TASK: Take the records underneath and set them down exactly.
━━━ DATA TO PROCESS ━━━
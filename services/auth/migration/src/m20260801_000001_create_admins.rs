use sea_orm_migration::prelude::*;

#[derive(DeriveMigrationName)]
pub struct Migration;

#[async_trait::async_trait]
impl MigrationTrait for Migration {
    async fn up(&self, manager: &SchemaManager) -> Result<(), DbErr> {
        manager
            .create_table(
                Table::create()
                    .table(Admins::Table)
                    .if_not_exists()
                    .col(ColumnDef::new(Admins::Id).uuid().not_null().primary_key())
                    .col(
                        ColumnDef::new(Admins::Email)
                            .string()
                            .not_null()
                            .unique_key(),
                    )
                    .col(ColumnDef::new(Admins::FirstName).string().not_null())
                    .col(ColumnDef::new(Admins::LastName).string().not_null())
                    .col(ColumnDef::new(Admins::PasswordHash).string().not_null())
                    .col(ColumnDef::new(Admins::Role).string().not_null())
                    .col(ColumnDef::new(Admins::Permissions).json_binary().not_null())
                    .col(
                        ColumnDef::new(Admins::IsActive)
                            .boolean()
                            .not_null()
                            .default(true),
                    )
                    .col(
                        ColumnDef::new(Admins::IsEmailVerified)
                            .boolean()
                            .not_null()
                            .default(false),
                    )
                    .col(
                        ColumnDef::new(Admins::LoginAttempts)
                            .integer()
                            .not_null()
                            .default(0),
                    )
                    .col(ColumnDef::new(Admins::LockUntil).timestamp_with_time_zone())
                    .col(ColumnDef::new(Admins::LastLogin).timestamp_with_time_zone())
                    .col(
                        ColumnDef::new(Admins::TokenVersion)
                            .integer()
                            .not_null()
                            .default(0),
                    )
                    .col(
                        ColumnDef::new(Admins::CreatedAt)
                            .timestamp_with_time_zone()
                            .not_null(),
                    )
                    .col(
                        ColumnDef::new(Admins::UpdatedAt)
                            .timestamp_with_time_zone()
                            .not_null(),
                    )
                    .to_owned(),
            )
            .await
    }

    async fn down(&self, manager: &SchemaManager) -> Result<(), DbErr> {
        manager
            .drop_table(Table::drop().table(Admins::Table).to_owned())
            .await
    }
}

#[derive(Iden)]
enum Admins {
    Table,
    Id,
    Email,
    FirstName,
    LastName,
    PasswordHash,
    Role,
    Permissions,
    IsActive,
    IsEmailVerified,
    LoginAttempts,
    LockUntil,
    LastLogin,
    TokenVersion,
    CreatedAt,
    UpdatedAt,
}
━━━
EXERCISE ANSWER:
filename services/auth/migration/src/m20260801_000001_create_admins.rs
use sea_orm_migration::prelude::*;

#[derive(DeriveMigrationName)]
pub struct Migration;

#[async_trait::async_trait]
impl MigrationTrait for Migration {
    async fn up(&self, manager: &SchemaManager) -> Result<(), DbErr> {
        manager
            .create_table(
                Table::create()
                    .table(Admins::Table)
                    .if_not_exists()
                    .col(ColumnDef::new(Admins::Id).uuid().not_null().primary_key())
                    .col(
                        ColumnDef::new(Admins::Email)
                            .string()
                            .not_null()
                            .unique_key(),
                    )
                    .col(ColumnDef::new(Admins::FirstName).string().not_null())
                    .col(ColumnDef::new(Admins::LastName).string().not_null())
                    .col(ColumnDef::new(Admins::PasswordHash).string().not_null())
                    .col(ColumnDef::new(Admins::Role).string().not_null())
                    .col(ColumnDef::new(Admins::Permissions).json_binary().not_null())
                    .col(
                        ColumnDef::new(Admins::IsActive)
                            .boolean()
                            .not_null()
                            .default(true),
                    )
                    .col(
                        ColumnDef::new(Admins::IsEmailVerified)
                            .boolean()
                            .not_null()
                            .default(false),
                    )
                    .col(
                        ColumnDef::new(Admins::LoginAttempts)
                            .integer()
                            .not_null()
                            .default(0),
                    )
                    .col(ColumnDef::new(Admins::LockUntil).timestamp_with_time_zone())
                    .col(ColumnDef::new(Admins::LastLogin).timestamp_with_time_zone())
                    .col(
                        ColumnDef::new(Admins::TokenVersion)
                            .integer()
                            .not_null()
                            .default(0),
                    )
                    .col(
                        ColumnDef::new(Admins::CreatedAt)
                            .timestamp_with_time_zone()
                            .not_null(),
                    )
                    .col(
                        ColumnDef::new(Admins::UpdatedAt)
                            .timestamp_with_time_zone()
                            .not_null(),
                    )
                    .to_owned(),
            )
            .await
    }

    async fn down(&self, manager: &SchemaManager) -> Result<(), DbErr> {
        manager
            .drop_table(Table::drop().table(Admins::Table).to_owned())
            .await
    }
}

#[derive(Iden)]
enum Admins {
    Table,
    Id,
    Email,
    FirstName,
    LastName,
    PasswordHash,
    Role,
    Permissions,
    IsActive,
    IsEmailVerified,
    LoginAttempts,
    LockUntil,
    LastLogin,
    TokenVersion,
    CreatedAt,
    UpdatedAt,
}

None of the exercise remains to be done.